Copy every line of the entries that has the string "DocumentCache" in it.

> EXERCISE INPUT
*-*-*

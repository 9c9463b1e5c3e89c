//! Document Cache Module
//!
//! Read-through cache for the one document the API serves. Holds at most
//! one entry, refreshes it through a single in-flight request, and falls
//! back to the previous copy when a refresh fails. After a failure, reads
//! keep getting that copy for a short back-off window without touching
//! storage.

use std::sync::{Arc, Mutex as StdMutex, MutexGuard, PoisonError};
use std::time::Duration;

use futures_util::future::{BoxFuture, FutureExt, Shared, WeakShared};
use tokio::sync::{Mutex, RwLock};
use tokio::time::Instant;
use tracing::{debug, error, info, warn};

use crate::cache::{CacheEntry, CacheRead, CacheStats, CacheStatus};
use crate::error::{CacheError, StorageError};
use crate::models::CacheSnapshot;
use crate::storage::{Fetcher, ObjectLocation};

type Slot = Arc<RwLock<Option<Arc<CacheEntry>>>>;
type RefreshFuture = BoxFuture<'static, Result<Refreshed, StorageError>>;

/// How long a failed refresh suppresses the next one while a copy exists.
pub const FAILURE_BACKOFF: Duration = Duration::from_secs(5);

#[derive(Debug, Clone)]
struct Refreshed {
    entry: Arc<CacheEntry>,
    status: CacheStatus,
}

#[derive(Debug, Clone)]
struct Failure {
    at: Instant,
    error: StorageError,
}

// == Document Cache ==
/// Process-wide cache of the configured object.
///
/// A refresh runs as a shared future. The in-flight slot keeps only a weak
/// handle, so once every waiter has gone (for example after a timeout) the
/// refresh is dropped and the next read starts a new one. The entry is
/// swapped in a single assignment after a successful refresh; a cancelled
/// refresh leaves the previous entry untouched.
pub struct DocumentCache {
    fetcher: Fetcher,
    max_age: Duration,
    entry: Slot,
    in_flight: Mutex<Option<WeakShared<RefreshFuture>>>,
    last_failure: StdMutex<Option<Failure>>,
    stats: Arc<StdMutex<CacheStats>>,
}

impl DocumentCache {
    // == Constructor ==
    /// Creates an empty cache; nothing is fetched until the first read.
    pub fn new(fetcher: Fetcher, max_age: Duration) -> Self {
        Self {
            fetcher,
            max_age,
            entry: Arc::new(RwLock::new(None)),
            in_flight: Mutex::new(None),
            last_failure: StdMutex::new(None),
            stats: Arc::new(StdMutex::new(CacheStats::new())),
        }
    }

    pub fn location(&self) -> &ObjectLocation {
        self.fetcher.location()
    }

    /// The installed entry, if any.
    pub async fn current(&self) -> Option<Arc<CacheEntry>> {
        self.entry.read().await.clone()
    }

    pub fn stats(&self) -> CacheStats {
        lock(&self.stats).clone()
    }

    // == Get Or Refresh ==
    /// Reads the document using the configured validity window.
    pub async fn get_or_refresh(&self) -> Result<CacheRead, CacheError> {
        self.get_or_refresh_within(self.max_age).await
    }

    /// Reads the document, refreshing it if older than `max_age`.
    ///
    /// A failed refresh serves the previous entry with `CacheStatus::Stale`;
    /// with no previous entry it fails with `NoDataAvailable`. Within
    /// `FAILURE_BACKOFF` (capped at `max_age`) of a failure, the previous
    /// entry is served stale without another attempt.
    pub async fn get_or_refresh_within(&self, max_age: Duration) -> Result<CacheRead, CacheError> {
        if let Some(read) = self.fresh_read(max_age).await {
            return Ok(read);
        }
        if let Some(read) = self.backoff_read(max_age).await {
            return Ok(read);
        }

        let refresh = {
            let mut slot = self.in_flight.lock().await;

            // another caller may have finished a refresh while we waited
            if let Some(read) = self.fresh_read(max_age).await {
                return Ok(read);
            }

            match slot.as_ref().and_then(WeakShared::upgrade) {
                Some(running) => {
                    record(&self.stats, CacheStats::record_coalesced);
                    debug!(location = %self.location(), "joining in-flight refresh");
                    running
                }
                None => {
                    let refresh = self.start_refresh(self.current().await);
                    *slot = refresh.downgrade();
                    refresh
                }
            }
        };

        match refresh.await {
            Ok(refreshed) => {
                *lock(&self.last_failure) = None;
                Ok(CacheRead::new(refreshed.entry, refreshed.status))
            }
            Err(err) => {
                *lock(&self.last_failure) = Some(Failure {
                    at: Instant::now(),
                    error: err.clone(),
                });
                match self.current().await {
                    Some(entry) => {
                        warn!(
                            location = %self.location(),
                            age_secs = entry.age().as_secs(),
                            error = %err,
                            "refresh failed, serving stale document"
                        );
                        Ok(self.stale_read(entry, &err))
                    }
                    None => {
                        error!(location = %self.location(), error = %err, "no document available");
                        Err(CacheError::NoDataAvailable(err))
                    }
                }
            }
        }
    }

    // == Snapshot ==
    /// Summary for the health endpoint. Never touches storage.
    pub async fn snapshot(&self) -> CacheSnapshot {
        let current = self.current().await;
        let stats = self.stats();
        CacheSnapshot {
            has_document: current.is_some(),
            age_secs: current.as_ref().map(|entry| entry.age().as_secs()),
            document_bytes: current.as_ref().map(|entry| entry.document().size()),
            last_updated: current
                .as_ref()
                .and_then(|entry| entry.document().metadata().last_modified)
                .map(|at| at.to_rfc3339()),
            hit_rate: stats.hit_rate(),
            stats,
        }
    }

    async fn fresh_read(&self, max_age: Duration) -> Option<CacheRead> {
        let entry = self.current().await?;
        if !entry.is_fresh(max_age) {
            return None;
        }

        record(&self.stats, CacheStats::record_hit);
        debug!(age_ms = entry.age().as_millis() as u64, "cache hit");
        Some(CacheRead::new(entry, CacheStatus::Hit))
    }

    async fn backoff_read(&self, max_age: Duration) -> Option<CacheRead> {
        let failure = lock(&self.last_failure).clone()?;
        let window = FAILURE_BACKOFF.min(max_age);
        let elapsed = failure.at.elapsed();
        if elapsed >= window {
            return None;
        }

        let entry = self.current().await?;
        debug!(
            retry_in_ms = (window - elapsed).as_millis() as u64,
            "storage recently failed, serving stale document"
        );
        Some(self.stale_read(entry, &failure.error))
    }

    fn stale_read(&self, entry: Arc<CacheEntry>, cause: &StorageError) -> CacheRead {
        record(&self.stats, CacheStats::record_stale);
        CacheRead::new(
            entry,
            CacheStatus::Stale {
                reason: cause.to_string(),
            },
        )
    }

    fn start_refresh(&self, previous: Option<Arc<CacheEntry>>) -> Shared<RefreshFuture> {
        refresh(
            self.fetcher.clone(),
            Arc::clone(&self.entry),
            Arc::clone(&self.stats),
            previous,
        )
        .boxed()
        .shared()
    }
}

/// Revalidates `previous` with a HEAD when there is one, downloads the
/// object otherwise, and installs the result.
async fn refresh(
    fetcher: Fetcher,
    slot: Slot,
    stats: Arc<StdMutex<CacheStats>>,
    previous: Option<Arc<CacheEntry>>,
) -> Result<Refreshed, StorageError> {
    let refreshed = match load(&fetcher, previous.as_deref()).await {
        Ok(refreshed) => refreshed,
        Err(err) => {
            record(&stats, CacheStats::record_failed_refresh);
            return Err(err);
        }
    };

    *slot.write().await = Some(Arc::clone(&refreshed.entry));

    let document = refreshed.entry.document();
    if refreshed.status == CacheStatus::Revalidated {
        record(&stats, CacheStats::record_revalidation);
        debug!(location = %fetcher.location(), "cached document still current");
    } else {
        record(&stats, CacheStats::record_fetch);
        info!(
            location = %fetcher.location(),
            bytes = document.size(),
            etag = document.metadata().etag.as_deref().unwrap_or("-"),
            "document refreshed from storage"
        );
    }

    Ok(refreshed)
}

async fn load(
    fetcher: &Fetcher,
    previous: Option<&CacheEntry>,
) -> Result<Refreshed, StorageError> {
    if let Some(previous) = previous {
        let remote = fetcher.head_metadata().await?;
        if !remote.supersedes(previous.document().metadata()) {
            return Ok(Refreshed {
                entry: Arc::new(previous.revalidated()),
                status: CacheStatus::Revalidated,
            });
        }
    }

    let document = fetcher.fetch().await?;
    Ok(Refreshed {
        entry: Arc::new(CacheEntry::new(document)),
        status: CacheStatus::Fetched,
    })
}

fn record(stats: &StdMutex<CacheStats>, update: impl FnOnce(&mut CacheStats)) {
    update(&mut *lock(stats));
}

fn lock<T>(mutex: &StdMutex<T>) -> MutexGuard<'_, T> {
    mutex.lock().unwrap_or_else(PoisonError::into_inner)
}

*-*-*

> ANSWER AREA
pub struct DocumentCache {
impl DocumentCache {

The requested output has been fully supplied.